Output details
34 - Art and Design: History, Practice and Theory
Buckinghamshire New University
A phenomenographic study of the relationship between professional practice and teaching your practice to others
This article presented a unique methodological perspective, which was centred on the experience of relations between creative practice and creative teaching in Higher Education Institutions. Shreeve developed a phenomenographic approach to examine variation in the experience of the relationship between two roles, creative practice and teaching others to become practitioners. Previously phenomenography had been used to examine differences in perceptions, conceptions and approaches to teaching and learning in a range of different subjects and levels in education. It included conceptions of research, teachers’ approaches to teaching and students’ understanding of subject areas in Higher Education. Phenomenography had previously been used by Shreeve, Drew and Bailey (2003) to explore variation in approach to the research component and the study approach (2002) of fashion textiles students.

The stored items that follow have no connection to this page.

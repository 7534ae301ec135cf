//! Engine configuration: host addresses and the disc catalogue.
//!
//! Everything has a default matching the live game client, so an empty JSON
//! object is a complete config.

use std::fs;
use std::path::Path;

use serde::{Deserialize, Serialize};
use thiserror::Error;

use crate::disc::{Colour, Disc, DiscId, Shape};
use crate::value_table::{default_catalog, CatalogError, ValueTable};

#[derive(Debug, Error)]
pub enum ConfigError {
    #[error("failed to read config {path}: {source}")]
    Io {
        path: String,
        #[source]
        source: std::io::Error,
    },
    #[error("invalid config JSON: {0}")]
    Json(#[from] serde_json::Error),
    #[error("invalid disc catalogue: {0}")]
    Catalog(#[from] CatalogError),
}

/// A UI component the renderer can highlight.
#[derive(Debug, Clone, Copy, PartialEq, Eq, Hash, Serialize, Deserialize)]
pub struct WidgetRef {
    pub group: u32,
    pub child: u32,
}

/// Where the host keeps the puzzle state.
#[derive(Debug, Clone, PartialEq, Eq, Serialize, Deserialize)]
#[serde(default)]
pub struct HostLayout {
    pub puzzle1_left_varp: u32,
    pub puzzle1_right_varp: u32,
    pub puzzle2_varp: u32,
    pub puzzle1_slot_varp: u32,
    pub puzzle2_upper_slot_varp: u32,
    pub puzzle2_lower_slot_varp: u32,
    /// Item container holding the player's discs while the machine is open
    pub disc_container: u32,
    /// Widget group of the machine interface; child 0 present means open
    pub interface_group: u32,
    pub puzzle1_slot_child: u32,
    pub puzzle2_upper_slot_child: u32,
    pub puzzle2_lower_slot_child: u32,
    pub submit_child: u32,
}

impl Default for HostLayout {
    fn default() -> Self {
        Self {
            puzzle1_left_varp: 3997,
            puzzle1_right_varp: 3998,
            puzzle2_varp: 3999,
            puzzle1_slot_varp: 3994,
            puzzle2_upper_slot_varp: 3995,
            puzzle2_lower_slot_varp: 3996,
            disc_container: 440,
            interface_group: 848,
            puzzle1_slot_child: 19,
            puzzle2_upper_slot_child: 20,
            puzzle2_lower_slot_child: 21,
            submit_child: 12,
        }
    }
}

impl HostLayout {
    pub fn widget(&self, child: u32) -> WidgetRef {
        WidgetRef {
            group: self.interface_group,
            child,
        }
    }
}

/// One catalogue row: a host item id and the disc it represents.
#[derive(Debug, Clone, Copy, PartialEq, Eq, Serialize, Deserialize)]
pub struct CatalogEntry {
    pub item_id: u32,
    pub shape: Shape,
    pub colour: Colour,
}

impl From<Disc> for CatalogEntry {
    fn from(disc: Disc) -> Self {
        Self {
            item_id: disc.id.0,
            shape: disc.shape,
            colour: disc.colour,
        }
    }
}

impl From<CatalogEntry> for Disc {
    fn from(entry: CatalogEntry) -> Self {
        Disc::new(DiscId(entry.item_id), entry.shape, entry.colour)
    }
}

#[derive(Debug, Clone, PartialEq, Eq, Serialize, Deserialize)]
#[serde(default)]
pub struct EngineConfig {
    pub layout: HostLayout,
    pub catalog: Vec<CatalogEntry>,
}

impl Default for EngineConfig {
    fn default() -> Self {
        Self {
            layout: HostLayout::default(),
            catalog: default_catalog().into_iter().map(CatalogEntry::from).collect(),
        }
    }
}

impl EngineConfig {
    pub fn from_json(json: &str) -> Result<Self, ConfigError> {
        let config: Self = serde_json::from_str(json)?;
        // Surface catalogue problems at load time rather than on first solve
        config.value_table()?;
        Ok(config)
    }

    pub fn load(path: &Path) -> Result<Self, ConfigError> {
        let json = fs::read_to_string(path).map_err(|source| ConfigError::Io {
            path: path.display().to_string(),
            source,
        })?;
        Self::from_json(&json)
    }

    /// Load `path` if it exists, defaults otherwise.
    pub fn load_or_default(path: &Path) -> Result<Self, ConfigError> {
        if path.exists() {
            Self::load(path)
        } else {
            Ok(Self::default())
        }
    }

    pub fn to_json(&self) -> Result<String, ConfigError> {
        Ok(serde_json::to_string_pretty(self)?)
    }

    pub fn value_table(&self) -> Result<ValueTable, CatalogError> {
        let discs: Vec<Disc> = self.catalog.iter().copied().map(Disc::from).collect();
        ValueTable::from_catalog(&discs)
    }
}

#[cfg(test)]
mod tests {
    use super::*;

    #[test]
    fn test_empty_object_is_default() {
        let config = EngineConfig::from_json("{}").unwrap();
        assert_eq!(config, EngineConfig::default());
        assert_eq!(config.layout.disc_container, 440);
        assert_eq!(config.catalog.len(), 28);
    }

    #[test]
    fn test_partial_layout_override() {
        let config =
            EngineConfig::from_json(r#"{"layout": {"puzzle2_varp": 5000, "submit_child": 7}}"#)
                .unwrap();
        assert_eq!(config.layout.puzzle2_varp, 5000);
        assert_eq!(config.layout.submit_child, 7);
        assert_eq!(config.layout.puzzle1_left_varp, 3997);
    }

    #[test]
    fn test_remapped_catalogue() {
        let json = r#"{"catalog": [
            {"item_id": 28100, "shape": "circle", "colour": "red"},
            {"item_id": 28101, "shape": "pentagon", "colour": "violet"}
        ]}"#;
        let config = EngineConfig::from_json(json).unwrap();
        let table = config.value_table().unwrap();
        assert_eq!(table.weight_of(DiscId(28100)), Some(1));
        assert_eq!(table.weight_of(DiscId(28101)), Some(35));
        assert_eq!(table.weight_of(DiscId(1)), None);
    }

    #[test]
    fn test_bad_catalogue_rejected() {
        let json = r#"{"catalog": [{"item_id": 0, "shape": "circle", "colour": "red"}]}"#;
        assert!(matches!(
            EngineConfig::from_json(json),
            Err(ConfigError::Catalog(CatalogError::ZeroId { .. }))
        ));
        assert!(matches!(
            EngineConfig::from_json("{not json"),
            Err(ConfigError::Json(_))
        ));
    }

    #[test]
    fn test_round_trip_json() {
        let config = EngineConfig::default();
        let json = config.to_json().unwrap();
        assert_eq!(EngineConfig::from_json(&json).unwrap(), config);
    }

    #[test]
    fn test_missing_file_defaults() {
        let path = Path::new("/nonexistent/yewnock/config.json");
        assert_eq!(EngineConfig::load_or_default(path).unwrap(), EngineConfig::default());
        assert!(matches!(EngineConfig::load(path), Err(ConfigError::Io { .. })));
    }
}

This article was the first to examine variation in the range of possible ways to experience two related but distinct roles, that of a personal creative practice and enabling others to learn to become creative practitioners in art and design and focused on the way a relationship was experienced, rather than a specific object. This new application of a recognised methodology extended the ways in which Higher Education might be understood and researched through phenomenography. It has also contributed to a growing body of research which is specifically directed at Higher Education practices in creative subject areas, which have relatively few distinct studies and few which are represented in mainstream educational literature. Studies in Higher Education is the highest ranking British Higher Education journal and the presence of art and design as a contributor to national HE debates in the journal are relatively few.